Accueil | Editoriaux | La peur du bide

La peur du bide

Du cheddar industriel en guise de fromage, du sucre jusque dans les soupes en brique, un rayon fruits et légumes pas plus large qu’un distributeur de soda, et des montagnes de pain de mie, ce dernier étant au pain ce qu’un crissement d’ongles sur un tableau est à la cornemuse : bref, nous sommes dans un supermarché irlandais.

C’est plein de couleurs, d’emballages et de slogans alléchants, mais gare au mal de bide.
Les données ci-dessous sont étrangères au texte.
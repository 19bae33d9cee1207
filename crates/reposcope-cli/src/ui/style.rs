//! Message styling for CLI output.
//!
//! | Prefix | Meaning | Color |
//! |--------|---------|-------|
//! | `[ok]` | Success | Green |
//! | `[err]` | Error | Red |
//! | `[warn]` | Warning | Yellow |
//! | `[info]` | Information | Blue |
//! | `[hint]` | Suggestion | Cyan |
//!
//! Report bodies use three list markers: `!` for an identified gap, `+` for
//! a recommendation and `-` for a neutral note.

use owo_colors::{AnsiColors, OwoColorize};

use reposcope_core::Priority;

use super::color::ColorMode;

/// Message severity/type for CLI output.
#[derive(Debug, Clone, Copy, PartialEq, Eq)]
pub enum MessageType {
    Ok,
    Err,
    Warn,
    Info,
    Hint,
}

impl MessageType {
    pub fn prefix(&self) -> &'static str {
        match self {
            Self::Ok => "[ok]",
            Self::Err => "[err]",
            Self::Warn => "[warn]",
            Self::Info => "[info]",
            Self::Hint => "[hint]",
        }
    }

    fn color(&self) -> AnsiColors {
        match self {
            Self::Ok => AnsiColors::Green,
            Self::Err => AnsiColors::Red,
            Self::Warn => AnsiColors::Yellow,
            Self::Info => AnsiColors::Blue,
            Self::Hint => AnsiColors::Cyan,
        }
    }
}

/// Styling for everything `reposcope` prints.
///
/// With colors disabled every method returns plain text, which is what the
/// integration tests match against.
#[derive(Debug, Clone)]
pub struct Style {
    color_mode: ColorMode,
}

impl Style {
    pub fn new(color_mode: ColorMode) -> Self {
        Self { color_mode }
    }

    pub fn color_mode(&self) -> ColorMode {
        self.color_mode
    }

    fn colored(&self, text: &str, color: AnsiColors) -> String {
        if self.color_mode.is_enabled() {
            text.color(color).to_string()
        } else {
            text.to_string()
        }
    }

    fn dimmed(&self, text: &str) -> String {
        if self.color_mode.is_enabled() {
            text.dimmed().to_string()
        } else {
            text.to_string()
        }
    }

    /// `[ok] Analyzed acme/app` and friends.
    pub fn message(&self, msg_type: MessageType, text: &str) -> String {
        format!("{} {}", self.colored(msg_type.prefix(), msg_type.color()), text)
    }

    /// Indented `Label: value` line under a message.
    pub fn message_detail(&self, label: &str, value: &str) -> String {
        format!("     {}: {}", label, value)
    }

    /// Bold section title such as `TECHNOLOGIES`.
    pub fn section(&self, title: &str) -> String {
        if self.color_mode.is_enabled() {
            title.bold().to_string()
        } else {
            title.to_string()
        }
    }

    /// An error line followed by optional `Cause:` and `Hint:` lines.
    pub fn error_with_context(&self, msg: &str, cause: Option<&str>, hint: Option<&str>) -> String {
        let mut lines = vec![self.message(MessageType::Err, msg)];
        lines.extend(cause.map(|c| format!("      Cause: {}", c)));
        lines.extend(hint.map(|h| format!("      Hint: {}", h)));
        lines.join("\n")
    }

    /// A bullet in a report body; `!` (gap) and `+` (recommendation) are colored.
    pub fn list_item(&self, marker: &str, text: &str) -> String {
        let marker = match marker {
            "!" => self.colored(marker, AnsiColors::Yellow),
            "+" => self.colored(marker, AnsiColors::Green),
            other => other.to_string(),
        };
        format!("  {} {}", marker, text)
    }

    pub fn key_value(&self, key: &str, value: &str) -> String {
        format!("{}: {}", self.dimmed(key), value)
    }

    /// Priority label: high red, medium yellow, low dim.
    pub fn priority(&self, priority: Priority) -> String {
        match priority {
            Priority::High => self.colored(priority.as_str(), AnsiColors::Red),
            Priority::Medium => self.colored(priority.as_str(), AnsiColors::Yellow),
            Priority::Low => self.dimmed(priority.as_str()),
        }
    }

    /// `owner/repo`, in cyan.
    pub fn repository(&self, full_name: &str) -> String {
        self.colored(full_name, AnsiColors::Cyan)
    }
}

#[cfg(test)]
mod tests {
    use super::*;

    fn plain() -> Style {
        Style::new(ColorMode::Never)
    }

    #[test]
    fn test_prefixes() {
        assert_eq!(plain().message(MessageType::Ok, "Analyzed acme/app"), "[ok] Analyzed acme/app");
        assert_eq!(plain().message(MessageType::Hint, "Run analyze"), "[hint] Run analyze");
        assert_eq!(MessageType::Warn.prefix(), "[warn]");
    }

    #[test]
    fn test_colored_output_wraps_prefix() {
        let style = Style::new(ColorMode::Always);
        let line = style.message(MessageType::Err, "Failed");
        assert!(line.contains("\u{1b}["));
        assert!(line.ends_with(" Failed"));
    }

    #[test]
    fn test_error_with_context() {
        let output = plain().error_with_context(
            "Repository analysis failed during repository exploration",
            Some("GitHub API returned 404"),
            Some("Check the repository name"),
        );
        let lines: Vec<&str> = output.lines().collect();
        assert_eq!(lines.len(), 3);
        assert!(lines[0].starts_with("[err] Repository analysis failed"));
        assert_eq!(lines[1], "      Cause: GitHub API returned 404");
        assert_eq!(lines[2], "      Hint: Check the repository name");

        assert_eq!(plain().error_with_context("Boom", None, None), "[err] Boom");
    }

    #[test]
    fn test_report_lines() {
        let style = plain();
        assert_eq!(style.list_item("!", "No CI/CD pipeline detected"), "  ! No CI/CD pipeline detected");
        assert_eq!(style.list_item("-", "Keep an ADR log"), "  - Keep an ADR log");
        assert_eq!(style.key_value("Languages", "TypeScript"), "Languages: TypeScript");
        assert_eq!(style.message_detail("Analysis", "42"), "     Analysis: 42");
        assert_eq!(style.priority(Priority::Medium), "medium");
        assert_eq!(style.repository("acme/app"), "acme/app");
    }
}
Surtout quand on a été un minimum biberonné à la bonne bouffe, cette cuisine familiale peut-être simple et modeste, mais fraîche et de saison. Cela paraît peut-être lointain, mais il y a quelques décennies, cette cuisine était encore la norme partout dans le monde, y compris au pays des tourtes, cakes, fruits de mer et ragoûts.
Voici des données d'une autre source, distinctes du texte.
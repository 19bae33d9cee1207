//! Progress indicator for the analysis commands.
//!
//! A single `indicatif` spinner runs while the pipeline works. It is only
//! drawn on an interactive terminal, never with `--quiet` or `--json`.

use std::time::{Duration, Instant};

use indicatif::{ProgressBar, ProgressStyle};

use super::color::ColorMode;

/// How much feedback a command gives besides its result.
#[derive(Debug, Clone, Copy, PartialEq, Eq)]
pub enum ProgressMode {
    /// Animated spinner, then a one-line outcome
    Interactive,
    /// One-line outcome only (pipes, CI, `--quiet`)
    Quiet,
    /// Nothing but the JSON document on stdout
    Silent,
}

impl ProgressMode {
    pub fn detect(quiet: bool, json: bool, color_mode: ColorMode) -> Self {
        if json {
            return Self::Silent;
        }
        // The spinner draws on stderr; stdout may still be a terminal when
        // stderr is redirected, so both must be interactive.
        let terminal = atty::is(atty::Stream::Stderr) && atty::is(atty::Stream::Stdout);
        if quiet || !terminal || color_mode == ColorMode::Never {
            Self::Quiet
        } else {
            Self::Interactive
        }
    }

    pub fn is_interactive(&self) -> bool {
        *self == Self::Interactive
    }

    /// Whether the one-line outcome is printed.
    pub fn shows_info(&self) -> bool {
        *self != Self::Silent
    }
}

const SPINNER_CHARS: &str = "⠋⠙⠹⠸⠼⠴⠦⠧⠇⠏";
const SPINNER_TEMPLATE: &str = "{spinner:.cyan} {msg} ({elapsed})";

/// Spinner shown while one analysis runs.
pub struct Progress {
    bar: Option<ProgressBar>,
    mode: ProgressMode,
    started: Instant,
}

impl Progress {
    pub fn spinner(message: &str, mode: ProgressMode) -> Self {
        let bar = mode.is_interactive().then(|| {
            let style = ProgressStyle::default_spinner()
                .template(SPINNER_TEMPLATE)
                .unwrap_or_else(|_| ProgressStyle::default_spinner())
                .tick_chars(SPINNER_CHARS);
            let pb = ProgressBar::new_spinner().with_style(style);
            pb.set_message(message.to_string());
            pb.enable_steady_tick(Duration::from_millis(80));
            pb
        });

        Self {
            bar,
            mode,
            started: Instant::now(),
        }
    }

    /// Remove the spinner without printing anything.
    pub fn finish_clear(&self) {
        if let Some(bar) = &self.bar {
            bar.finish_and_clear();
        }
    }

    /// Replace the spinner with `outcome` (suppressed in silent mode).
    pub fn finish_with_message(&self, outcome: &str) {
        self.finish_clear();
        if self.mode.shows_info() && !outcome.is_empty() {
            println!("{}", outcome);
        }
    }

    pub fn elapsed(&self) -> Duration {
        self.started.elapsed()
    }
}

/// `120ms` under a tenth of a second, `2.8s` above.
pub fn format_duration(d: Duration) -> String {
    if d < Duration::from_millis(100) {
        format!("{}ms", d.as_millis())
    } else {
        format!("{:.1}s", d.as_secs_f64())
    }
}

#[cfg(test)]
mod tests {
    use super::*;

    #[test]
    fn test_mode_detection_from_flags() {
        assert_eq!(
            ProgressMode::detect(false, true, ColorMode::Auto),
            ProgressMode::Silent
        );
        // json wins over quiet
        assert_eq!(
            ProgressMode::detect(true, true, ColorMode::Always),
            ProgressMode::Silent
        );
        assert_eq!(
            ProgressMode::detect(true, false, ColorMode::Always),
            ProgressMode::Quiet
        );
        assert_eq!(
            ProgressMode::detect(false, false, ColorMode::Never),
            ProgressMode::Quiet
        );
    }

    #[test]
    fn test_non_interactive_spinner_has_no_bar() {
        let progress = Progress::spinner("Analyzing acme/app...", ProgressMode::Silent);
        assert!(progress.bar.is_none());
        progress.finish_with_message("never printed");
        assert!(progress.elapsed() < Duration::from_secs(5));
    }

    #[test]
    fn test_format_duration() {
        assert_eq!(format_duration(Duration::from_millis(42)), "42ms");
        assert_eq!(format_duration(Duration::from_millis(2800)), "2.8s");
    }
}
Puis l’Irlande a tourné le dos aux années noires, pour mieux avaler goulûment la misère aromatisée de la société de consommation. Quitte à s’empiffrer de pâté sous vide, avec trois coups de fourchette sur l’opercule avant enfournage dans le micro-onde. Aujourd’hui, l’Irlande est en passe de devenir la nation la plus obèse d’Europe. Si la tendance se poursuit, près de 90% des Irlandais seront en surpoids d’ici 15 ans ! Un phénomène qui touche toutes les couches de la population, et qui illustre cet étrange paradoxe moderne, qui veut que de plus en plus de pauvres sont en danger mortel d’obésité!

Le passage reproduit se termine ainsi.